#### Data ####

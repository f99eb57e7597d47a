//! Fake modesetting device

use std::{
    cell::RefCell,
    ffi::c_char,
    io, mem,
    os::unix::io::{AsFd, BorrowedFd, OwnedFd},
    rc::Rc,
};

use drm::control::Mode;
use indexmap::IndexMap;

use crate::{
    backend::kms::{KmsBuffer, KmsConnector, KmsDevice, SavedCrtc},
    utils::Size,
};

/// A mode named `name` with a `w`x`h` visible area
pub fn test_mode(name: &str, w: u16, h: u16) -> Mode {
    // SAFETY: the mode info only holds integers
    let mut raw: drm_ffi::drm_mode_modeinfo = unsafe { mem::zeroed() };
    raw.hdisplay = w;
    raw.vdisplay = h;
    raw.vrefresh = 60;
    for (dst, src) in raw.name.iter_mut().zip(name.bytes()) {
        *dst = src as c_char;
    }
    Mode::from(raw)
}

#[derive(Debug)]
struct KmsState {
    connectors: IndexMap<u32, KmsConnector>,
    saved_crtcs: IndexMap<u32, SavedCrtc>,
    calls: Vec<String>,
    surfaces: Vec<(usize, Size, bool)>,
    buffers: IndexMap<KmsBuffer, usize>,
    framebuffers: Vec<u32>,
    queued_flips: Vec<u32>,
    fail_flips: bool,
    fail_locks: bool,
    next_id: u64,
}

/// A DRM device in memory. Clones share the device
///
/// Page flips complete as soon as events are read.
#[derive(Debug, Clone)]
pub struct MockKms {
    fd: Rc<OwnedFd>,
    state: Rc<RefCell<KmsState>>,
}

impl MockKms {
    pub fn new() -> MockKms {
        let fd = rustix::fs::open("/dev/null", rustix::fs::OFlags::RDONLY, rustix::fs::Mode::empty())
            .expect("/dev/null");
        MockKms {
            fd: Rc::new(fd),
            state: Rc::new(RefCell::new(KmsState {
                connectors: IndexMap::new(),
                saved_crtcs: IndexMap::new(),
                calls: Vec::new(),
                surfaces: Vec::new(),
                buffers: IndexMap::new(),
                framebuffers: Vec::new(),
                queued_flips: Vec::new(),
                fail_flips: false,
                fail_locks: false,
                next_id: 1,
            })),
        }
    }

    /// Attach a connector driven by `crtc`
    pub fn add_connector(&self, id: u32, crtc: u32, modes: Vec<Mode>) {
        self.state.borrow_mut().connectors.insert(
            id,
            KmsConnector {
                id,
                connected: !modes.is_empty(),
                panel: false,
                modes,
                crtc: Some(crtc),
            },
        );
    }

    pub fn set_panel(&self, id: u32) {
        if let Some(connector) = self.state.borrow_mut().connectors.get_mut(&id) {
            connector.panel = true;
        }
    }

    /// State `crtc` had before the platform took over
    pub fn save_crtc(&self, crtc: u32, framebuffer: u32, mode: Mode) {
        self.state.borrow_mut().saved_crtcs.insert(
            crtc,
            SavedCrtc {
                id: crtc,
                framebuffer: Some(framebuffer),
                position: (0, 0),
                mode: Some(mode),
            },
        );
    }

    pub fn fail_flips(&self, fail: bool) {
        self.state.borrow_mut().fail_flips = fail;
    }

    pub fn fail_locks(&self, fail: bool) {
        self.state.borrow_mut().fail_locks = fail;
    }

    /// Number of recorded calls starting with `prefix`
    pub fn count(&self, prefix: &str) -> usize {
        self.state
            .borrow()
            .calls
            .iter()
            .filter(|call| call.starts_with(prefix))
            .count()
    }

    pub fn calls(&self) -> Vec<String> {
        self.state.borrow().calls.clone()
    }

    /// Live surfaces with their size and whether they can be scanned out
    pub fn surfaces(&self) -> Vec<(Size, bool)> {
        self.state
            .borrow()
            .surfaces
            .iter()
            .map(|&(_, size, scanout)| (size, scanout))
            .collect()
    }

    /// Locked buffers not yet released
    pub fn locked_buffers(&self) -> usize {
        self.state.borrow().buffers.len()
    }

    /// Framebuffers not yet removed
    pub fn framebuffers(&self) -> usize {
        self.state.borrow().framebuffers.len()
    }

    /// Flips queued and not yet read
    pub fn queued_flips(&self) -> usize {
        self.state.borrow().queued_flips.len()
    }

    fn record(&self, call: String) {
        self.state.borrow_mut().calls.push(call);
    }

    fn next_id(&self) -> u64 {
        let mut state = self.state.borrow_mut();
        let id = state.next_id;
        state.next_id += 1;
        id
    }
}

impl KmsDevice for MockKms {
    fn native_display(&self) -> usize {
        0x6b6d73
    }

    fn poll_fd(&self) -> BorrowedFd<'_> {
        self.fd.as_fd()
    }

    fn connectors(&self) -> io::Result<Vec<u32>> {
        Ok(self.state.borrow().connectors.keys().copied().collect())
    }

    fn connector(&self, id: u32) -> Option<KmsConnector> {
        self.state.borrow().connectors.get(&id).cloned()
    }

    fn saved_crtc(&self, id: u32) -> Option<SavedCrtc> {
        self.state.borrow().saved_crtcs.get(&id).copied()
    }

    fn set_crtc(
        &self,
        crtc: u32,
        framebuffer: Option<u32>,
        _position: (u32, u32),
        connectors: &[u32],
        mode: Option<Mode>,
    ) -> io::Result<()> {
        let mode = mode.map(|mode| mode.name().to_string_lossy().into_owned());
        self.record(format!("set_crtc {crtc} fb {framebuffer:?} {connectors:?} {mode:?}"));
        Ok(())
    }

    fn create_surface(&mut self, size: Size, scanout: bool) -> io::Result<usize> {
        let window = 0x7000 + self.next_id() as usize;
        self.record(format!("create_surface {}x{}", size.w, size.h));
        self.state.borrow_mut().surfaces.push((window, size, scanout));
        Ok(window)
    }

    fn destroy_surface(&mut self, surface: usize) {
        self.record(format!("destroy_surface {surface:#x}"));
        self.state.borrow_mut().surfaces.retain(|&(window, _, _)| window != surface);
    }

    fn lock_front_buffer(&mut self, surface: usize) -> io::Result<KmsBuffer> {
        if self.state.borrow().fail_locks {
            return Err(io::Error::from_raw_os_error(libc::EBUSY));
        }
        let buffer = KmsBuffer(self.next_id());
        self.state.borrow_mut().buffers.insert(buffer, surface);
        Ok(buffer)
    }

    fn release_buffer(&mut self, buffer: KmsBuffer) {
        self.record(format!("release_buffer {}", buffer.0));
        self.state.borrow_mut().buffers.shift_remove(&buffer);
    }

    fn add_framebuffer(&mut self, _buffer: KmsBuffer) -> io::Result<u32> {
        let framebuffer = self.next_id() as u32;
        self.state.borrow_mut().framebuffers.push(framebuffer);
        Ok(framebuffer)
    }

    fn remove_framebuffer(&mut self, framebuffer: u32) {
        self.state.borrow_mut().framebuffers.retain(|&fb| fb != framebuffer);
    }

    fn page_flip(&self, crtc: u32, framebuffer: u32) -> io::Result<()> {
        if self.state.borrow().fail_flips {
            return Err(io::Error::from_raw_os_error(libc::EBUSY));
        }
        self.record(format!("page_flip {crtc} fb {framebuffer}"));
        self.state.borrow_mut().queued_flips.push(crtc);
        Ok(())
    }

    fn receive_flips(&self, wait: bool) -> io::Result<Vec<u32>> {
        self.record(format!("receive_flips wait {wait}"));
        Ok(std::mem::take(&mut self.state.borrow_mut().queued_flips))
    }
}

####

■ Exercise ■
Search the data above for the word "struct" and say how many lines contain it, giving only that number.

■ Response area ■
2